Besides its voice the most commonly recognized evidence that pileated woodpeckers inhabit a forest is the large rectangular holes found on dead and living trees. Single or multiple holes found 6 feet or lower on a tree trunk indicates the pileated woodpeckers search for its favorite food, carpenter ants. Once a rectangular hole is excavated pileated woodpeckers use their long barbed tongue to extract ants from tunnels. According to the Audubon Society, “In one study, pileated woodpeckers spent 58 percent of their foraging time on dead wood and 36 percent on live wood.” In another study, “the birds fed on dead wood 96 percent of the time, 44 percent on snags, and 36 percent in dead logs.” Besides ants, pileated woodpeckers also eat wood boring beetle larvae, berries, nuts and sometime suet.
Pileated woodpeckers stay with the same mate for life. Pairs establish forest territories 150 acres or larger. They drum on trees with their beaks to attract mates and year long to announce the boundaries of their territories. During breeding season, they find a dead tree within their territory to excavate their home 15- 70 feet high. Excavation of their nesting cavity can take up to six weeks. In the end they line there nest with wood chips. They lay only one clutch per season. Both the male and female incubate up to five white eggs for about16 days. In the event the dead tree falls from decay or a strong wind pileated woodpeckers have been observed moving their eggs out of the nest to another site. This is a rare habit in birds. Once the eggs hatch both the female and male feed the young. The young typically leave the nest 22-26 days.

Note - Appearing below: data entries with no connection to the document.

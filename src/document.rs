//! The host document the modal overlay lives in.
//!
//! [`Document`] covers exactly the document-level state the lightbox touches:
//! focus, the body's scroll-permitting style, overlay attachment and
//! listener registration. [`HeadlessDocument`] is an in-memory host used by
//! the console binary and tests.

use std::collections::BTreeMap;

use crate::focus::{ElementId, Focusable};

#[derive(Debug, Clone, Copy, PartialEq, Eq, PartialOrd, Ord)]
pub enum ListenerKind {
    DocumentKeydown,
    StripWheel,
    ThumbClick,
}

#[derive(Debug, Clone, Copy, PartialEq, Eq, PartialOrd, Ord)]
pub struct ListenerId(pub u64);

pub trait Document {
    fn active_element(&self) -> Option<ElementId>;
    fn focus(&mut self, id: &ElementId);
    /// Current inline `overflow` style of the body, verbatim.
    fn body_overflow(&self) -> String;
    fn set_body_overflow(&mut self, value: &str);
    fn attach_overlay(&mut self);
    fn detach_overlay(&mut self);
    /// Focusable elements inside the overlay, in document order.
    fn overlay_focusables(&self) -> Vec<Focusable>;
    fn add_listener(&mut self, kind: ListenerKind) -> ListenerId;
    fn remove_listener(&mut self, id: ListenerId);
}

impl<D: Document + ?Sized> Document for &mut D {
    fn active_element(&self) -> Option<ElementId> {
        (**self).active_element()
    }

    fn focus(&mut self, id: &ElementId) {
        (**self).focus(id)
    }

    fn body_overflow(&self) -> String {
        (**self).body_overflow()
    }

    fn set_body_overflow(&mut self, value: &str) {
        (**self).set_body_overflow(value)
    }

    fn attach_overlay(&mut self) {
        (**self).attach_overlay()
    }

    fn detach_overlay(&mut self) {
        (**self).detach_overlay()
    }

    fn overlay_focusables(&self) -> Vec<Focusable> {
        (**self).overlay_focusables()
    }

    fn add_listener(&mut self, kind: ListenerKind) -> ListenerId {
        (**self).add_listener(kind)
    }

    fn remove_listener(&mut self, id: ListenerId) {
        (**self).remove_listener(id)
    }
}

/// In-memory document.
#[derive(Debug, Clone, Default)]
pub struct HeadlessDocument {
    pub active: Option<ElementId>,
    pub body_overflow: String,
    pub overlay_attached: bool,
    /// Overlay controls in document order.
    pub overlay_controls: Vec<Focusable>,
    listeners: BTreeMap<ListenerId, ListenerKind>,
    next_listener: u64,
}

impl HeadlessDocument {
    pub fn new() -> Self {
        Self::default()
    }

    pub fn with_focus(mut self, id: &str) -> Self {
        self.active = Some(ElementId::new(id));
        self
    }

    pub fn with_body_overflow(mut self, value: &str) -> Self {
        self.body_overflow = value.to_string();
        self
    }

    pub fn with_overlay_controls<I, S>(mut self, ids: I) -> Self
    where
        I: IntoIterator<Item = S>,
        S: Into<String>,
    {
        self.overlay_controls = ids.into_iter().map(Focusable::new).collect();
        self
    }

    pub fn listener_count(&self, kind: ListenerKind) -> usize {
        self.listeners.values().filter(|k| **k == kind).count()
    }

    pub fn total_listeners(&self) -> usize {
        self.listeners.len()
    }
}

impl Document for HeadlessDocument {
    fn active_element(&self) -> Option<ElementId> {
        self.active.clone()
    }

    fn focus(&mut self, id: &ElementId) {
        self.active = Some(id.clone());
    }

    fn body_overflow(&self) -> String {
        self.body_overflow.clone()
    }

    fn set_body_overflow(&mut self, value: &str) {
        self.body_overflow = value.to_string();
    }

    fn attach_overlay(&mut self) {
        self.overlay_attached = true;
    }

    fn detach_overlay(&mut self) {
        self.overlay_attached = false;
    }

    fn overlay_focusables(&self) -> Vec<Focusable> {
        if !self.overlay_attached {
            return Vec::new();
        }
        self.overlay_controls.clone()
    }

    fn add_listener(&mut self, kind: ListenerKind) -> ListenerId {
        self.next_listener += 1;
        let id = ListenerId(self.next_listener);
        self.listeners.insert(id, kind);
        id
    }

    fn remove_listener(&mut self, id: ListenerId) {
        self.listeners.remove(&id);
    }
}
//! Headless presenter that records what a real presentation layer would show.
//!
//! Used by the console binary and by tests to observe render contracts
//! without any windowing or DOM.

use std::collections::HashSet;
use std::fmt;

use crate::render::{
    AddControlView, AssetState, ChipView, CounterView, Notice, Presenter, ScrollIntoView,
    StageView, ThumbView,
};

#[derive(Debug, Default, Clone)]
pub struct Scene {
    pub mount: Option<String>,
    pub empty_visible: bool,
    pub stage: Option<StageView>,
    pub stage_loaded: bool,
    /// Number of stage asset assignments so far.
    pub stage_assignments: usize,
    pub caption: Option<String>,
    pub thumbs: Vec<ThumbView>,
    pub scrolled_to: Option<usize>,
    pub strip_scroll_left: f64,
    pub chips: Vec<ChipView>,
    pub counter: Option<CounterView>,
    pub add_control: Option<AddControlView>,
    pub notices: Vec<String>,
    pub followed_links: Vec<String>,
    pub file_picker_requests: usize,
    pub torn_down: bool,
    cached: HashSet<String>,
}

impl Scene {
    /// Marks `src` as decoded so a later stage assignment completes synchronously.
    pub fn cache_asset(&mut self, src: impl Into<String>) {
        self.cached.insert(src.into());
    }

    pub fn current_thumbs(&self) -> Vec<usize> {
        self.thumbs
            .iter()
            .filter(|thumb| thumb.current)
            .map(|thumb| thumb.index)
            .collect()
    }

    pub fn active_chip(&self) -> Option<&str> {
        self.chips
            .iter()
            .find(|chip| chip.active)
            .map(|chip| chip.tag.as_str())
    }
}

impl Presenter for Scene {
    fn mount(&mut self, mount: &str) {
        self.mount = Some(mount.to_string());
        self.torn_down = false;
    }

    fn set_empty(&mut self, empty: bool) {
        self.empty_visible = empty;
        if empty {
            self.stage = None;
            self.stage_loaded = false;
            self.thumbs.clear();
            self.caption = None;
        }
    }

    fn show_stage(&mut self, stage: &StageView) -> AssetState {
        self.stage = Some(stage.clone());
        self.stage_assignments += 1;
        if self.cached.contains(&stage.src) {
            AssetState::Ready
        } else {
            AssetState::Pending
        }
    }

    fn set_stage_loaded(&mut self, loaded: bool) {
        self.stage_loaded = loaded;
        if loaded && let Some(stage) = &self.stage {
            self.cached.insert(stage.src.clone());
        }
    }

    fn asset_cached(&mut self, src: &str) {
        self.cache_asset(src);
    }

    fn set_caption(&mut self, caption: Option<&str>) {
        self.caption = caption.map(str::to_string);
    }

    fn render_thumbs(&mut self, thumbs: &[ThumbView]) {
        self.thumbs = thumbs.to_vec();
        self.strip_scroll_left = 0.0;
    }

    fn mark_current(&mut self, index: usize) {
        for thumb in &mut self.thumbs {
            thumb.current = thumb.index == index;
        }
    }

    fn scroll_thumb_into_view(&mut self, index: usize, _scroll: ScrollIntoView) {
        self.scrolled_to = Some(index);
    }

    fn scroll_strip_by(&mut self, dx: f64) {
        self.strip_scroll_left = (self.strip_scroll_left + dx).max(0.0);
    }

    fn render_chips(&mut self, chips: &[ChipView]) {
        self.chips = chips.to_vec();
    }

    fn set_counter(&mut self, counter: &CounterView) {
        self.counter = Some(counter.clone());
    }

    fn set_add_control(&mut self, add: &AddControlView) {
        self.add_control = Some(add.clone());
    }

    fn notify(&mut self, notice: &Notice) {
        self.notices.push(notice.message.clone());
    }

    fn follow_link(&mut self, url: &str) {
        self.followed_links.push(url.to_string());
    }

    fn open_file_picker(&mut self) {
        self.file_picker_requests += 1;
    }

    fn teardown(&mut self) {
        self.torn_down = true;
        self.mount = None;
    }
}

impl fmt::Display for Scene {
    fn fmt(&self, f: &mut fmt::Formatter<'_>) -> fmt::Result {
        if !self.chips.is_empty() {
            let chips: Vec<String> = self
                .chips
                .iter()
                .map(|chip| {
                    if chip.active {
                        format!("[{}]", chip.label)
                    } else {
                        chip.label.clone()
                    }
                })
                .collect();
            writeln!(f, "filters: {}", chips.join(" "))?;
        }
        if let Some(counter) = &self.counter {
            let full = if counter.full { " (full)" } else { "" };
            writeln!(f, "counter: {}{full}", counter.text())?;
        }
        if let Some(note) = self.add_control.as_ref().and_then(|a| a.limit_note.as_ref()) {
            writeln!(f, "note: {note}")?;
        }
        if self.empty_visible {
            writeln!(f, "No results. Adjust search or filters.")?;
        } else if let Some(stage) = &self.stage {
            let state = if self.stage_loaded { "loaded" } else { "loading" };
            writeln!(f, "stage: {} <{}> ({state})", stage.alt, stage.src)?;
            if let Some(caption) = &self.caption {
                writeln!(f, "caption: {caption}")?;
            }
            let strip: Vec<String> = self
                .thumbs
                .iter()
                .map(|thumb| {
                    let marker = if thumb.current { ">" } else { " " };
                    let remove = if thumb.removable { " [x]" } else { "" };
                    format!("{marker}{}:{}{remove}", thumb.index, thumb.item_id)
                })
                .collect();
            writeln!(f, "thumbs: {}", strip.join(" "))?;
        }
        for notice in &self.notices {
            writeln!(f, "notice: {notice}")?;
        }
        Ok(())
    }
}
//! Keyboard focus containment for the modal overlay.

#[derive(Debug, Clone, PartialEq, Eq, Hash)]
pub struct ElementId(pub String);

impl ElementId {
    pub fn new(id: impl Into<String>) -> Self {
        Self(id.into())
    }

    pub fn as_str(&self) -> &str {
        &self.0
    }
}

impl From<&str> for ElementId {
    fn from(id: &str) -> Self {
        Self::new(id)
    }
}

/// A focusable element inside the overlay, in document order.
#[derive(Debug, Clone, PartialEq, Eq)]
pub struct Focusable {
    pub id: ElementId,
    pub disabled: bool,
    pub visible: bool,
}

impl Focusable {
    pub fn new(id: impl Into<String>) -> Self {
        Self {
            id: ElementId::new(id),
            disabled: false,
            visible: true,
        }
    }

    fn reachable(&self) -> bool {
        !self.disabled && self.visible
    }
}

/// Where Tab (or Shift+Tab when `backward`) must wrap focus to, if anywhere.
///
/// Only the boundary elements wrap; inside the ring the platform's default
/// traversal applies and `None` is returned.
pub fn wrap_target(
    focusables: &[Focusable],
    active: Option<&ElementId>,
    backward: bool,
) -> Option<ElementId> {
    let ring: Vec<&Focusable> = focusables.iter().filter(|f| f.reachable()).collect();
    let first = ring.first()?;
    let last = ring.last()?;
    let active = active?;
    if backward && *active == first.id {
        Some(last.id.clone())
    } else if !backward && *active == last.id {
        Some(first.id.clone())
    } else {
        None
    }
}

Want to help the pileated woodpecker? Pileated woodpeckers are not listed as a threatened or endangered species. However, they require large tracts of mature forest. Lumbering and development destroys habitat, which has a significant impact on the pileated woodpecker survival. Dead or decaying trees are essential for nesting, roosting and feeding. Protect large tracts of old growth forest from being developed or lumbered. Save all dead or decaying trees, stumps or logs from being removed in cities, suburbs and rural areas.